Share this story...
Latest News

Could Nick Foles be a QB option for the Cardinals?

Philadelphia Eagles' Nick Foles (9) scrambles from New England Patriots' Trey Flowers during the first half of the NFL Super Bowl 52 football game Sunday, Feb. 4, 2018, in Minneapolis. (AP Photo/Mark Humphrey)

Connections between Super Bowl-winning quarterback Nick Foles and the Arizona Cardinals started to manifest even before Super Bowl LII kicked off in Minnesota on Sunday.

Then Foles led the Eagles to a 41-33 victory over the Patriots, throwing for 373 yards, three touchdowns and one interception. He also added a receiving touchdown on a trick play at the end of the second quarter.

Knee-jerk reaction linked the Cardinals’ quarterback situation to Foles.

With franchise quarterback Carson Wentz waiting to take the reins back from Foles next season for the Eagles, questions turn to what the team will do with their Super Bowl-winning backup.

Sean Wagner-McGough from CBS Sports listed the Cardinals as the No. 2 potential landing spot for Foles this offseason, behind the Eagles keeping him as a backup.

Why it could happen: Carson Palmer retired, which leaves them without a starting quarterback. They also won too many games (8), which means they’re not picking until No. 15. That means they’re likely not getting one of the top three quarterbacks in this year’s draft barring a trade up. The Cardinals are in a weird spot. They just lost their coach and quarterback to retirement, and Larry Fitzgerald could follow them, but they still won eight games. A complete rebuild doesn’t make total sense, but their roster has enough holes that trading a high pick for someone like Alex Smith might not make sense. Foles figures to be cheaper.

Why it won’t happen: Does Foles elevate the Cardinals to the level of a contender? Probably not. The Cardinals reside in the same division as the young, but dominant Rams, the always good Seahawks, and the up-and-coming 49ers. The Cardinals would be better off saving their draft picks and signing someone like McCown or Sam Bradford as a bridge quarterback.

Wagner-McGough isn’t the only person who connects the dots between Arizona and the Philadelphia quarterback. Before the Super Bowl even began, David Johnson pitched Foles on joining the Cardinals.

Ryan Phillips from The Big Lead also likes the fit.

The weapons are there for Foles to immediately step in and have success. The question would be the price Arizona is willing to pay to get him.

There are plenty of reasons for Cardinals fans to link the puzzle pieces with Foles and Arizona.

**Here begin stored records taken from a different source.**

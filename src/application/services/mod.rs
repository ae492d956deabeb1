//! Business logic services for the application layer.

pub mod enrichment_service;

pub use enrichment_service::EnrichmentService;
//! Utility functions for address handling.
//!
//! - [`ip_validator`] - Shape validation of IPv4/IPv6 literals
//! - [`flag`] - Country code to flag emoji conversion
//! - [`client_ip`] - Working address derivation from request metadata

pub mod client_ip;
pub mod flag;
pub mod ip_validator;
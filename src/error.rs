//! Error types for startup, database lookups, and HTTP responses.

use axum::{
    Json,
    http::StatusCode,
    response::{IntoResponse, Response},
};
use serde::Serialize;
use std::path::PathBuf;

/// Fatal errors raised while loading the process-lifetime resources.
///
/// Any of these aborts startup before the listener binds.
#[derive(Debug, thiserror::Error)]
pub enum LoadError {
    /// The MMDB file is missing, unreadable, or not a valid MaxMind DB.
    #[error("geo database unavailable at {path}")]
    DatabaseUnavailable {
        path: PathBuf,
        #[source]
        source: maxminddb::MaxMindDbError,
    },

    /// The location metadata file is missing or malformed.
    #[error("location directory unavailable at {path}: {reason}")]
    DirectoryUnavailable { path: PathBuf, reason: String },
}

/// Lookup failure caused by malformed internal database state.
///
/// "Address not found" is never an error; resolvers report it as `Ok(None)`.
#[derive(Debug, thiserror::Error)]
#[error("database lookup failed for {address}: {reason}")]
pub struct ResolveError {
    pub address: String,
    pub reason: String,
}

#[derive(Serialize)]
struct ErrorBody {
    error: String,
}

/// Errors returned to HTTP clients.
#[derive(Debug)]
pub enum AppError {
    Validation { message: String },
    Internal { message: String },
}

impl AppError {
    pub fn bad_request(message: impl Into<String>) -> Self {
        Self::Validation {
            message: message.into(),
        }
    }

    pub fn internal(message: impl Into<String>) -> Self {
        Self::Internal {
            message: message.into(),
        }
    }

    pub fn message(&self) -> &str {
        match self {
            AppError::Validation { message } | AppError::Internal { message } => message,
        }
    }
}

impl std::fmt::Display for AppError {
    fn fmt(&self, f: &mut std::fmt::Formatter<'_>) -> std::fmt::Result {
        f.write_str(self.message())
    }
}

impl IntoResponse for AppError {
    fn into_response(self) -> Response {
        let (status, message) = match self {
            AppError::Validation { message } => (StatusCode::BAD_REQUEST, message),
            AppError::Internal { message } => (StatusCode::INTERNAL_SERVER_ERROR, message),
        };

        (status, Json(ErrorBody { error: message })).into_response()
    }
}

impl From<ResolveError> for AppError {
    fn from(e: ResolveError) -> Self {
        tracing::error!("{}", e);
        AppError::internal("Error")
    }
}
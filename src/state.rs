//! Shared application state injected into handlers.

use std::sync::Arc;

use crate::application::services::EnrichmentService;

/// Immutable per-process context.
///
/// Constructed once at startup after the database and location directory
/// have loaded; cloning only bumps the reference count.
#[derive(Clone)]
pub struct AppState {
    pub enrichment_service: Arc<EnrichmentService>,
    /// Trust `X-Forwarded-For` when deriving the caller's address.
    pub behind_proxy: bool,
}

impl AppState {
    pub fn new(enrichment_service: Arc<EnrichmentService>, behind_proxy: bool) -> Self {
        Self {
            enrichment_service,
            behind_proxy,
        }
    }
}
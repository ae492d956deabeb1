//! Core domain entities representing the lookup data model.
//!
//! Entities are plain data structures without I/O. Every field a data source
//! may lack is an `Option`; absence is never coerced to an empty string.
//!
//! # Entity Types
//!
//! - [`GeoRecord`] - Raw geolocation and network-ownership fields for one address
//! - [`LocationEntry`] - One row of per-country location metadata
//! - [`EnrichedResult`] - The merged record returned for a lookup

pub mod enriched;
pub mod geo_record;
pub mod location;

pub use enriched::EnrichedResult;
pub use geo_record::GeoRecord;
pub use location::LocationEntry;
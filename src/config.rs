//! Application configuration loaded from environment variables.
//!
//! Configuration is loaded once at startup and validated before the database
//! and location directory are opened.
//!
//! ```bash
//! export GEOIP_DATABASE_PATH="/var/lib/geoip/country_asn.mmdb"
//! export LOCATIONS_PATH="/var/lib/geoip/locations.json"
//! export LISTEN="0.0.0.0:15787"
//! ```
//!
//! ## Optional Variables
//!
//! - `GEOIP_DATABASE_PATH` - MaxMind DB file (default: `country_asn.mmdb`)
//! - `LOCATIONS_PATH` - Location metadata JSON (default: `locations.json`)
//! - `LISTEN` - Bind address (default: `0.0.0.0:15787`)
//! - `RUST_LOG` - Log level (default: `info`)
//! - `LOG_FORMAT` - Log format: `text` or `json` (default: `text`)
//! - `BEHIND_PROXY` - Trust `X-Forwarded-For` for caller lookups (default: `true`)

use anyhow::Result;
use std::env;
use std::path::PathBuf;

/// Service configuration loaded from environment variables.
#[derive(Debug, Clone)]
pub struct Config {
    pub database_path: PathBuf,
    pub locations_path: PathBuf,
    pub listen_addr: String,
    pub log_level: String,
    pub log_format: String,
    /// When true, `GET /` reads the caller's address from `X-Forwarded-For`
    /// before falling back to the peer socket address.
    pub behind_proxy: bool,
}

impl Config {
    /// Loads configuration from environment variables.
    ///
    /// Every variable has a default, so this never fails on a bare environment.
    pub fn from_env() -> Result<Self> {
        let database_path = env::var("GEOIP_DATABASE_PATH")
            .unwrap_or_else(|_| "country_asn.mmdb".to_string())
            .into();
        let locations_path = env::var("LOCATIONS_PATH")
            .unwrap_or_else(|_| "locations.json".to_string())
            .into();

        let listen_addr = env::var("LISTEN").unwrap_or_else(|_| "0.0.0.0:15787".to_string());
        let log_level = env::var("RUST_LOG").unwrap_or_else(|_| "info".to_string());
        let log_format = env::var("LOG_FORMAT").unwrap_or_else(|_| "text".to_string());

        let behind_proxy = env::var("BEHIND_PROXY")
            .map(|v| v.eq_ignore_ascii_case("true") || v == "1")
            .unwrap_or(true);

        Ok(Self {
            database_path,
            locations_path,
            listen_addr,
            log_level,
            log_format,
            behind_proxy,
        })
    }

    /// Validates the configuration.
    ///
    /// # Errors
    ///
    /// Returns an error if:
    /// - `log_format` is not `text` or `json`
    /// - `listen_addr` is not in `host:port` form
    /// - either data file path is empty
    pub fn validate(&self) -> Result<()> {
        if self.log_format != "text" && self.log_format != "json" {
            anyhow::bail!(
                "LOG_FORMAT must be 'text' or 'json', got '{}'",
                self.log_format
            );
        }

        if !self.listen_addr.contains(':') {
            anyhow::bail!(
                "LISTEN must be in format 'host:port', got '{}'",
                self.listen_addr
            );
        }

        if self.database_path.as_os_str().is_empty() {
            anyhow::bail!("GEOIP_DATABASE_PATH must not be empty");
        }

        if self.locations_path.as_os_str().is_empty() {
            anyhow::bail!("LOCATIONS_PATH must not be empty");
        }

        Ok(())
    }

    /// Prints configuration summary.
    pub fn print_summary(&self) {
        tracing::info!("Configuration loaded:");
        tracing::info!("  Listen address: {}", self.listen_addr);
        tracing::info!("  Geo database: {}", self.database_path.display());
        tracing::info!("  Locations: {}", self.locations_path.display());
        tracing::info!("  Behind proxy: {}", self.behind_proxy);
        tracing::info!("  Log level: {}", self.log_level);
        tracing::info!("  Log format: {}", self.log_format);
    }
}

/// Loads and validates configuration from environment variables.
///
/// # Errors
///
/// Returns an error if validation fails.
///
/// # Note
///
/// This function expects environment variables to be already loaded
/// (e.g., via `dotenvy::dotenv()` in `main.rs`).
pub fn load_from_env() -> Result<Config> {
    let config = Config::from_env()?;
    config.validate()?;
    Ok(config)
}
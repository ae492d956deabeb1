//! Geolocation record produced by a database lookup.

/// Geolocation and ASN attributes of an address.
///
/// A record with every field `None` is equivalent to a lookup miss.
#[derive(Debug, Clone, Default, PartialEq)]
pub struct GeoRecord {
    pub country_name: Option<String>,
    /// ISO 3166-1 alpha-2 code, the join key into the location directory.
    pub country_code: Option<String>,
    pub continent_code: Option<String>,
    pub continent_name: Option<String>,
    pub asn: Option<u32>,
    pub as_name: Option<String>,
}

impl GeoRecord {
    /// Returns true if the database knew nothing about the address.
    pub fn is_empty(&self) -> bool {
        *self == Self::default()
    }
}
//! Two-key ordered dictionary.

use std::borrow::Borrow;
use std::collections::BTreeMap;

/// Maps `(outer, inner)` key pairs to values, iterating in key order.
///
/// The trained model stores `(label, feature) -> probability` here so that
/// model files are written in a stable order.
#[derive(Debug, Clone, PartialEq)]
pub struct NestedDictionary<K: Ord, V> {
    values: BTreeMap<K, BTreeMap<K, V>>,
}

impl<K: Ord, V> NestedDictionary<K, V> {
    /// Create an empty dictionary.
    pub fn new() -> Self {
        NestedDictionary {
            values: BTreeMap::new(),
        }
    }

    /// Store `value` under `(outer, inner)`, returning the previous value.
    pub fn insert(&mut self, outer: K, inner: K, value: V) -> Option<V> {
        self.values.entry(outer).or_default().insert(inner, value)
    }

    /// Value under `(outer, inner)`, if any.
    pub fn get<Q>(&self, outer: &Q, inner: &Q) -> Option<&V>
    where
        K: Borrow<Q>,
        Q: Ord + ?Sized,
    {
        self.values.get(outer).and_then(|row| row.get(inner))
    }

    /// Value under `(outer, inner)`, or `default` when absent.
    pub fn safe_get<Q>(&self, outer: &Q, inner: &Q, default: V) -> V
    where
        K: Borrow<Q>,
        Q: Ord + ?Sized,
        V: Copy,
    {
        self.get(outer, inner).copied().unwrap_or(default)
    }

    /// Whether a value exists under `(outer, inner)`.
    pub fn contains<Q>(&self, outer: &Q, inner: &Q) -> bool
    where
        K: Borrow<Q>,
        Q: Ord + ?Sized,
    {
        self.get(outer, inner).is_some()
    }

    /// The inner map stored under `outer`.
    pub fn row<Q>(&self, outer: &Q) -> Option<&BTreeMap<K, V>>
    where
        K: Borrow<Q>,
        Q: Ord + ?Sized,
    {
        self.values.get(outer)
    }

    /// Outer keys in order.
    pub fn outer_keys(&self) -> impl Iterator<Item = &K> {
        self.values.keys()
    }

    /// Iterate over `(outer, inner, value)` in key order.
    pub fn iter(&self) -> impl Iterator<Item = (&K, &K, &V)> {
        self.values
            .iter()
            .flat_map(|(outer, row)| row.iter().map(move |(inner, value)| (outer, inner, value)))
    }

    /// Total number of stored values.
    pub fn len(&self) -> usize {
        self.values.values().map(BTreeMap::len).sum()
    }

    pub fn is_empty(&self) -> bool {
        self.len() == 0
    }
}

impl<K: Ord, V> Default for NestedDictionary<K, V> {
    fn default() -> Self {
        Self::new()
    }
}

Foles spent his final three years of college playing in Tucson with the Arizona Wildcats after transferring from Michigan State. From 2009-11, Foles’ completion percentage, yardage and touchdowns increased every year.

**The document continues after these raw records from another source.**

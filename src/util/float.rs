//! Text formatting for floating point values in model and output files.

/// Format `value` so that it parses back to the identical `f64`.
///
/// Values of moderate magnitude are written in plain decimal; very small or
/// very large ones use exponent notation instead of long runs of zeros.
pub fn format_float(value: f64) -> String {
    let magnitude = value.abs();
    if value == 0.0 || !value.is_finite() || (1e-4..1e16).contains(&magnitude) {
        format!("{value}")
    } else {
        format!("{value:e}")
    }
}
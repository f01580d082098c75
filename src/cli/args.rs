//! Command line argument parsing for the mltk CLI using clap.

use std::path::PathBuf;

use clap::{Args, Parser, Subcommand, ValueEnum};
use serde::{Deserialize, Serialize};

use crate::config::ToolkitConfig;

/// mltk - Naive Bayes text classification toolkit
#[derive(Parser, Debug, Clone)]
#[command(name = "mltk")]
#[command(about = "Train and evaluate Naive Bayes text classifiers")]
#[command(version = env!("CARGO_PKG_VERSION"))]
#[command(long_about = None)]
pub struct MltkArgs {
    /// Verbosity level (0=quiet, 1=normal, 2=verbose, 3=debug)
    #[arg(short, long, action = clap::ArgAction::Count)]
    pub verbose: u8,

    /// Quiet mode (overrides verbose)
    #[arg(short, long)]
    pub quiet: bool,

    /// Output format
    #[arg(short = 'f', long = "format", default_value = "human")]
    pub output_format: OutputFormat,

    /// Pretty-print JSON output
    #[arg(long)]
    pub pretty: bool,

    /// Subcommand to execute
    #[command(subcommand)]
    pub command: Command,
}

impl MltkArgs {
    /// Get the effective verbosity level
    pub fn verbosity(&self) -> u8 {
        if self.quiet {
            0
        } else {
            match self.verbose {
                0 => 1,
                n => n,
            }
        }
    }
}

/// Available CLI commands
#[derive(Subcommand, Debug, Clone)]
pub enum Command {
    /// Train a model, write the model file and optionally evaluate on test data
    Train(TrainArgs),

    /// Classify documents with a saved model
    Classify(ClassifyArgs),

    /// Summarize a saved model
    Inspect(InspectArgs),
}

/// Settings shared by every command that builds a model.
#[derive(Args, Debug, Clone, Default)]
pub struct ModelOptions {
    /// JSON configuration file; flags override its values
    #[arg(short, long, value_name = "CONFIG_FILE")]
    pub config: Option<PathBuf>,

    /// Smoothing added to class counts
    #[arg(long)]
    pub class_delta: Option<f64>,

    /// Smoothing added to feature counts
    #[arg(long)]
    pub cond_delta: Option<f64>,

    /// Use binary feature presence instead of counts
    #[arg(short, long)]
    pub binarized: bool,

    /// Format of the document files
    #[arg(long, default_value = "vectors")]
    pub input_format: InputFormat,
}

impl ModelOptions {
    /// Load the configuration file if given and apply flag overrides.
    pub fn resolve(&self) -> crate::error::Result<ToolkitConfig> {
        let mut config = match &self.config {
            Some(path) => ToolkitConfig::from_file(path)?,
            None => ToolkitConfig::default(),
        };
        if let Some(class_delta) = self.class_delta {
            config.naive_bayes.class_delta = class_delta;
        }
        if let Some(cond_delta) = self.cond_delta {
            config.naive_bayes.cond_delta = cond_delta;
        }
        if self.binarized {
            config.naive_bayes.binarized = true;
        }
        config.naive_bayes.validate()?;
        Ok(config)
    }
}

/// Arguments for training
#[derive(Parser, Debug, Clone)]
pub struct TrainArgs {
    /// Training documents
    #[arg(value_name = "TRAINING_FILE")]
    pub training_file: PathBuf,

    /// Test documents to classify after training
    #[arg(short, long, value_name = "TEST_FILE")]
    pub test_file: Option<PathBuf>,

    /// Where to write the model
    #[arg(short, long, value_name = "MODEL_FILE")]
    pub model_file: Option<PathBuf>,

    /// Where to write per-document system output
    #[arg(short, long, value_name = "SYS_OUTPUT_FILE")]
    pub sys_output: Option<PathBuf>,

    /// Write probabilities instead of log10 scores to the system output
    #[arg(short, long)]
    pub exponentiate: bool,

    #[command(flatten)]
    pub model: ModelOptions,
}

/// Arguments for classification with a saved model
#[derive(Parser, Debug, Clone)]
pub struct ClassifyArgs {
    /// Model file written by `train`
    #[arg(value_name = "MODEL_FILE")]
    pub model_file: PathBuf,

    /// Documents to classify
    #[arg(value_name = "TEST_FILE")]
    pub test_file: PathBuf,

    /// Where to write per-document system output
    #[arg(short, long, value_name = "SYS_OUTPUT_FILE")]
    pub sys_output: Option<PathBuf>,

    /// Write probabilities instead of log10 scores to the system output
    #[arg(short, long)]
    pub exponentiate: bool,

    #[command(flatten)]
    pub model: ModelOptions,
}

/// Arguments for inspecting a saved model
#[derive(Parser, Debug, Clone)]
pub struct InspectArgs {
    /// Model file written by `train`
    #[arg(value_name = "MODEL_FILE")]
    pub model_file: PathBuf,

    /// The model was trained with binary features
    #[arg(short, long)]
    pub binarized: bool,

    /// Number of most probable features to list per label
    #[arg(long, default_value = "5")]
    pub top: usize,
}

/// Document file formats
#[derive(ValueEnum, Debug, Clone, Copy, Default, PartialEq, Eq, Serialize, Deserialize)]
#[serde(rename_all = "lowercase")]
pub enum InputFormat {
    /// `label feature:count ...` lines
    #[default]
    Vectors,
    /// JSON object keyed by document id
    Json,
}

/// Output formats
#[derive(ValueEnum, Debug, Clone, Copy, Serialize, Deserialize)]
#[serde(rename_all = "lowercase")]
pub enum OutputFormat {
    /// Human-readable text
    Human,
    /// JSON
    Json,
}
//! Naive Bayes classifier with additive smoothing.
//!
//! Two generative models are supported, chosen by
//! [`NaiveBayesConfig::binarized`](crate::config::NaiveBayesConfig):
//!
//! - **Multinomial**: feature counts weight the conditional log probabilities.
//!   `P(f|c) = (cond_delta + count(f, c)) / (cond_delta * |V| + count(c))`
//!   where `count(c)` is the total feature occurrences in documents labeled `c`.
//! - **Binarized** (Bernoulli): only presence matters, and absent features
//!   contribute `1 - P(f|c)`.
//!   `P(f|c) = (cond_delta + docs(f, c)) / (cond_delta * |C| + docs(c))`
//!
//! Class priors are `(class_delta + docs(c)) / (class_delta * |C| + |D|)` in
//! both modes. Every probability is stored as log10 so classification is a sum.
//!
//! # Example
//!
//! ```rust,no_run
//! use mltk::document::corpus::Corpus;
//! use mltk::ml::NaiveBayesModel;
//!
//! # fn main() -> mltk::error::Result<()> {
//! let training = Corpus::from_vector_file("train.vectors.txt", false)?;
//! let mut model = NaiveBayesModel::builder()
//!     .class_delta(0.1)
//!     .cond_delta(0.1)
//!     .model_file("nb.model.txt")
//!     .build()?;
//!
//! // Writes nb.model.txt as a side effect.
//! model.train(&training)?;
//!
//! let mut test = Corpus::from_vector_file("test.vectors.txt", false)?;
//! model.classify(&mut test)?;
//! # Ok(())
//! # }
//! ```

mod model;
mod persistence;

pub use model::{NaiveBayesModel, NaiveBayesModelBuilder};
pub use persistence::recorded_mode;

This season since taking over for Wentz, Foles ran an unorthodox offense that featured a lot of college type plays such as RPOs (run pass options).

Foles’ best season as a pro came with the Eagles under coach Chip Kelly, who ran a lightning-quick paced college-style offense that produced a 27:2 touchdown to interception ratio for the quarterback in 2013.

Cardinals new offensive coordinator Mike McCoy has shown versatility when it comes to coaching quarterbacks with different styles. McCoy has coached Tim Tebow and Peyton Manning to the playoffs, quarterbacks whose styles contrast about as much as the sun and the moon.

If there is a coordinator who can adjust to a different style of play per quarterback, it’s McCoy.

The possibilities of landing Foles in a trade might come at a hefty price.

Winning the Super Bowl is the quickest way to raise a quarterback’s value in the NFL. Ask guys like Joe Flacco, Ben Roethlisberger and Eli Manning. But the Cardinals have all of their draft picks in the first three rounds of the 2018 draft as potential trade bait and currently Foles has a very team-friendly contract.

There is no doubt that filling the void at the quarterback position is on the top of the Cardinals’ to-do list and Foles’ resume at least puts him in the discussion.